PROBLEM TO SOLVE: Note each line in the data below that holds "bool", and copy it.

DATA EXTRACT:
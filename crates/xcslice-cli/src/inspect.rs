//! Bundle resolution command

use anyhow::{Context, Result};
use std::fmt::Write;
use std::path::Path;
use std::sync::Arc;
use xcslice_bundle::{BundleResolver, ResolvedMetadata, SelectionContext};
use xcslice_core::{Platform, ResolverConfig, Status};
use xcslice_logging::TracingSink;

/// Options for `xcslice inspect`
#[derive(Debug, Default)]
pub struct InspectOptions {
    pub platform: Option<String>,
    pub prefix: Option<String>,
    pub simulator: Option<bool>,
    pub optional: bool,
    pub json: bool,
}

impl InspectOptions {
    /// Build the selection context, `None` when no filter was given
    pub fn context(&self) -> Result<Option<SelectionContext>> {
        let mut context = SelectionContext::default();

        if let Some(name) = &self.platform {
            let platform = Platform::parse(name).with_context(|| {
                format!(
                    "Unknown platform: {name} (expected one of: {})",
                    Platform::all()
                        .iter()
                        .map(Platform::as_str)
                        .collect::<Vec<_>>()
                        .join(", ")
                )
            })?;
            context.platform = Some(platform);
        }
        context.identifier_prefix = self.prefix.clone();
        context.simulator = self.simulator;

        Ok((!context.is_empty()).then_some(context))
    }

    fn status(&self) -> Status {
        if self.optional {
            Status::Optional
        } else {
            Status::Required
        }
    }
}

/// Resolve a bundle and print its metadata to stdout
pub fn run(bundle: &Path, config: ResolverConfig, options: &InspectOptions) -> Result<()> {
    let context = options.context()?;

    let resolver = BundleResolver::new(Arc::new(TracingSink))
        .with_config(config)
        .context("Invalid resolver configuration")?;

    let metadata = resolver
        .resolve(bundle, options.status(), context.as_ref())
        .with_context(|| format!("Failed to resolve {}", bundle.display()))?;

    if options.json {
        let json =
            serde_json::to_string_pretty(&metadata).context("Failed to serialize metadata")?;
        println!("{json}");
    } else {
        print!("{}", render(&metadata));
    }

    Ok(())
}

/// Plain-text rendering of resolved metadata
pub fn render(metadata: &ResolvedMetadata) -> String {
    let mut out = String::new();
    let _ = writeln!(out, "Bundle:    {}", metadata.path.display());
    let _ = writeln!(out, "Binary:    {}", metadata.primary_binary_path.display());
    let _ = writeln!(out, "Linking:   {}", metadata.linking);
    let _ = writeln!(out, "Mergeable: {}", metadata.mergeable);
    let _ = writeln!(out, "Status:    {}", metadata.status);
    match &metadata.macro_path {
        Some(path) => {
            let _ = writeln!(out, "Macro:     {}", path.display());
        }
        None => {
            let _ = writeln!(out, "Macro:     -");
        }
    }
    let _ = writeln!(out, "Slices:");
    for library in &metadata.manifest.libraries {
        let selected = metadata
            .primary_binary_path
            .strip_prefix(&metadata.path)
            .is_ok_and(|relative| relative.starts_with(&library.identifier));
        let architectures = library
            .architectures
            .iter()
            .map(|arch| arch.as_str())
            .collect::<Vec<_>>()
            .join(", ");
        let _ = writeln!(
            out,
            "  {} {} ({}) [{}]",
            if selected { "*" } else { " " },
            library.identifier,
            library.relative_path.display(),
            architectures
        );
    }
    out
}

YOUR SOLUTION:
    pub simulator: Option<bool>,
    pub optional: bool,
    pub json: bool,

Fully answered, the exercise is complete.